* _Exercise instructions_:
List every line below containing "Print".

** Opening Data extracts block **

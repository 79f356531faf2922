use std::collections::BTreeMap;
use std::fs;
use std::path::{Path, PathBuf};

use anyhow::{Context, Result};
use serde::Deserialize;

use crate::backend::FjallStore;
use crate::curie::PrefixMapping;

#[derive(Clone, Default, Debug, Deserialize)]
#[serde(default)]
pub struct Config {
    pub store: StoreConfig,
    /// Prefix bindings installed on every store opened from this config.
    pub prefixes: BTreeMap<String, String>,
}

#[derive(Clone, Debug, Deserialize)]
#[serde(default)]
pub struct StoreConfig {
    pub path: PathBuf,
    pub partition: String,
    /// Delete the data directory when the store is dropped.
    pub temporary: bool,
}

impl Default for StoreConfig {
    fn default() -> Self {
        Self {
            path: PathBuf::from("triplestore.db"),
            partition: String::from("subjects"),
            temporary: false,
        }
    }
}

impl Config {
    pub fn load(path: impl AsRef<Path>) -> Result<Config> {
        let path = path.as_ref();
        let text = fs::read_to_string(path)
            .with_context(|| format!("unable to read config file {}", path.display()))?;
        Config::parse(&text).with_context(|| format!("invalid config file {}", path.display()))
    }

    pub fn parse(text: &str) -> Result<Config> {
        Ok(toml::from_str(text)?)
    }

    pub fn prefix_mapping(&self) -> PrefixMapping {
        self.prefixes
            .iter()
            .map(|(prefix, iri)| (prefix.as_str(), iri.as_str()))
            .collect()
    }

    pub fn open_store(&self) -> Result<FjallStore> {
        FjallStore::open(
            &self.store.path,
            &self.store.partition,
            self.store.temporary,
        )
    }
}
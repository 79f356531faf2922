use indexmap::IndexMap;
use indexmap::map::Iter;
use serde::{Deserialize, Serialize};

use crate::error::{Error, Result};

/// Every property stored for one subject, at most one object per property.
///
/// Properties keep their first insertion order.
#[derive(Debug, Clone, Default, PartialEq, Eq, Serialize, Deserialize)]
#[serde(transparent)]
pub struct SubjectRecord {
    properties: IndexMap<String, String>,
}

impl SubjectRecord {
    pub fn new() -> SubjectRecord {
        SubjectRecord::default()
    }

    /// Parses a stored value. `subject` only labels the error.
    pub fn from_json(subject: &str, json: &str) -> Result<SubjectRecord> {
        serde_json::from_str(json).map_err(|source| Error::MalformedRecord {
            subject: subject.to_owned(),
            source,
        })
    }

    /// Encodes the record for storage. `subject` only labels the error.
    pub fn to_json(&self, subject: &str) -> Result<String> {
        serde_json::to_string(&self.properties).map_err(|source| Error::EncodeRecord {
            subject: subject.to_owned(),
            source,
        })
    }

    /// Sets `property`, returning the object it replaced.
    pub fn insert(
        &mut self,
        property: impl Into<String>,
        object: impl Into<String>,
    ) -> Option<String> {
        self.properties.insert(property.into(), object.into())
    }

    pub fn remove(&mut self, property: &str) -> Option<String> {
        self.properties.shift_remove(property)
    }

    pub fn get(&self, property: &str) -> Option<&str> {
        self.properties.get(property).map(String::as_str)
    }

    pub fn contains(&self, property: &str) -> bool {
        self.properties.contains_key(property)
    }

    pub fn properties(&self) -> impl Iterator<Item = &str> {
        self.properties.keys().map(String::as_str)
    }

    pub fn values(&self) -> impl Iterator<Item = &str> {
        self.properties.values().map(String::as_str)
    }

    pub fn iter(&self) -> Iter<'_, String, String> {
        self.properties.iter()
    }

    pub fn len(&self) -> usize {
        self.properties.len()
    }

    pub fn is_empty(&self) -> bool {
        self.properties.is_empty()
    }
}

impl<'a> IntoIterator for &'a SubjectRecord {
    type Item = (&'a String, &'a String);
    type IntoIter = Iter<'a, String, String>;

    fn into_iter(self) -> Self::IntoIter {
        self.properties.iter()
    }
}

** Closing Data extracts block **
** Opening Data extracts block **

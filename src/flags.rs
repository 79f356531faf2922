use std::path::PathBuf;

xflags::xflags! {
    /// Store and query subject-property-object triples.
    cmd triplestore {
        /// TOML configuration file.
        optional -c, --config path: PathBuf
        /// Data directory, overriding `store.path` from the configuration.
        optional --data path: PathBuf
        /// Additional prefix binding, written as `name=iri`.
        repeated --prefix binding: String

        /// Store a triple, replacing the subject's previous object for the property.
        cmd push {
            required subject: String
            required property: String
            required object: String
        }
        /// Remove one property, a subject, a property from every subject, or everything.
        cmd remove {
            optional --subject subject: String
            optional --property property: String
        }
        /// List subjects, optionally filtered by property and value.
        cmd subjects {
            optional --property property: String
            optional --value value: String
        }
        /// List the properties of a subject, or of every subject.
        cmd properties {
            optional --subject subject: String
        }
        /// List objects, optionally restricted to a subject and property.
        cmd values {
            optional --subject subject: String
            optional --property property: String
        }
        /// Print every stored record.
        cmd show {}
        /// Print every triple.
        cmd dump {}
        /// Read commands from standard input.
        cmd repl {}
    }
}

** Closing Data extracts block **
** Opening Data extracts block **

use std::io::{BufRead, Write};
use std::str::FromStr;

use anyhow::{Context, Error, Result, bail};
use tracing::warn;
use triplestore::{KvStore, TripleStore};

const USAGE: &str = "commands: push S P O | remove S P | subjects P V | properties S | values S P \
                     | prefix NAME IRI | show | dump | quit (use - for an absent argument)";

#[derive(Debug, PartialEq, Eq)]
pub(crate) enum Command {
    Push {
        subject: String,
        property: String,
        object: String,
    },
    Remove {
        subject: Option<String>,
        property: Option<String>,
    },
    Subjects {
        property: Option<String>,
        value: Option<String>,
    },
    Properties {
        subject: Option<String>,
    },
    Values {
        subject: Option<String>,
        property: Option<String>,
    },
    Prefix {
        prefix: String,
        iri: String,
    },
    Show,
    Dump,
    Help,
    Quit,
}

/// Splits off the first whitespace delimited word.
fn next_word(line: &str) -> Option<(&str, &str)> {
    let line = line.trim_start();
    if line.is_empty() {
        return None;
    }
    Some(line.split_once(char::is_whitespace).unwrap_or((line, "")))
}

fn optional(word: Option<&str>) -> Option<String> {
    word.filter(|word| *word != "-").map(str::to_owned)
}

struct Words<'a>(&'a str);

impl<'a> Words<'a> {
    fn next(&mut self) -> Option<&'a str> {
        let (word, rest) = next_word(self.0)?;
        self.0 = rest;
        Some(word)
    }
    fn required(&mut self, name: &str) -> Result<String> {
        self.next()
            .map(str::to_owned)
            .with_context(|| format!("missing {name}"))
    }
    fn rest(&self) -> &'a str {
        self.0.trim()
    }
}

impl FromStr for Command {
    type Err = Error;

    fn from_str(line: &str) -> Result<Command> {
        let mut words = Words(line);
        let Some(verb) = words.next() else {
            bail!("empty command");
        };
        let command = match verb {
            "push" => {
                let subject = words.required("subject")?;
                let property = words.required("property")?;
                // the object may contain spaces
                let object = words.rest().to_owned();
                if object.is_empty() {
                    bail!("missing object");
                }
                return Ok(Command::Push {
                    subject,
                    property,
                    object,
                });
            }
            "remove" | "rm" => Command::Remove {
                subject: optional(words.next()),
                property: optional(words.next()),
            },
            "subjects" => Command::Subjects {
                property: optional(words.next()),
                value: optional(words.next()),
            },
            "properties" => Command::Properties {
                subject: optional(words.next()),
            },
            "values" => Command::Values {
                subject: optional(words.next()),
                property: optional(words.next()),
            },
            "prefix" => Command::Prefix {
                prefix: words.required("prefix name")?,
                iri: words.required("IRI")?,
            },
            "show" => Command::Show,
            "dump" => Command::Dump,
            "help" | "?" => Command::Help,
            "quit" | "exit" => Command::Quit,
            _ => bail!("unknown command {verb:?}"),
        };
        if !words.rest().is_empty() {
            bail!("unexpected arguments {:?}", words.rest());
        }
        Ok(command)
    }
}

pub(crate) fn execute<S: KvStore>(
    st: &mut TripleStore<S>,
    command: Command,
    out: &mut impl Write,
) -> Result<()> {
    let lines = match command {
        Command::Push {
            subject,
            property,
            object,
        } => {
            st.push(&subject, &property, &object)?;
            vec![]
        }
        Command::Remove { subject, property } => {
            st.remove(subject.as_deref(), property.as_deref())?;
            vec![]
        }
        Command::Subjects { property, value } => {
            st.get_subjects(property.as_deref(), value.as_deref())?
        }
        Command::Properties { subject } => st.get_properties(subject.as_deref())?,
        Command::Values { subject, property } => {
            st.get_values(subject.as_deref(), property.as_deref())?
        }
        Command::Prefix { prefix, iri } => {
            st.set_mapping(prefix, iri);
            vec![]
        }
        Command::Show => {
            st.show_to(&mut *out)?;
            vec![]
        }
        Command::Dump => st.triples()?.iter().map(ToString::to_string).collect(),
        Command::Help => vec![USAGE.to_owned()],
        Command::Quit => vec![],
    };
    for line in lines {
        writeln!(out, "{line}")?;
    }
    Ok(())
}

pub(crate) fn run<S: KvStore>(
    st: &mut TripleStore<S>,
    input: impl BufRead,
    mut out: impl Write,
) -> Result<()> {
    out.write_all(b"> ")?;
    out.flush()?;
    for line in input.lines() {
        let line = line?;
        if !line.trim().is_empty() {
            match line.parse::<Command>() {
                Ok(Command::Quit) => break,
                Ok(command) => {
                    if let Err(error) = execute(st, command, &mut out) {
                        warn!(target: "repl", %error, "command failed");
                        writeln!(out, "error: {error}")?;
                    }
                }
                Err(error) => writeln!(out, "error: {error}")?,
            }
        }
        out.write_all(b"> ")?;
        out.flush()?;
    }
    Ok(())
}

** Closing Data extracts block **

* _Task response_:
        /// Print every stored record.
        /// Print every triple.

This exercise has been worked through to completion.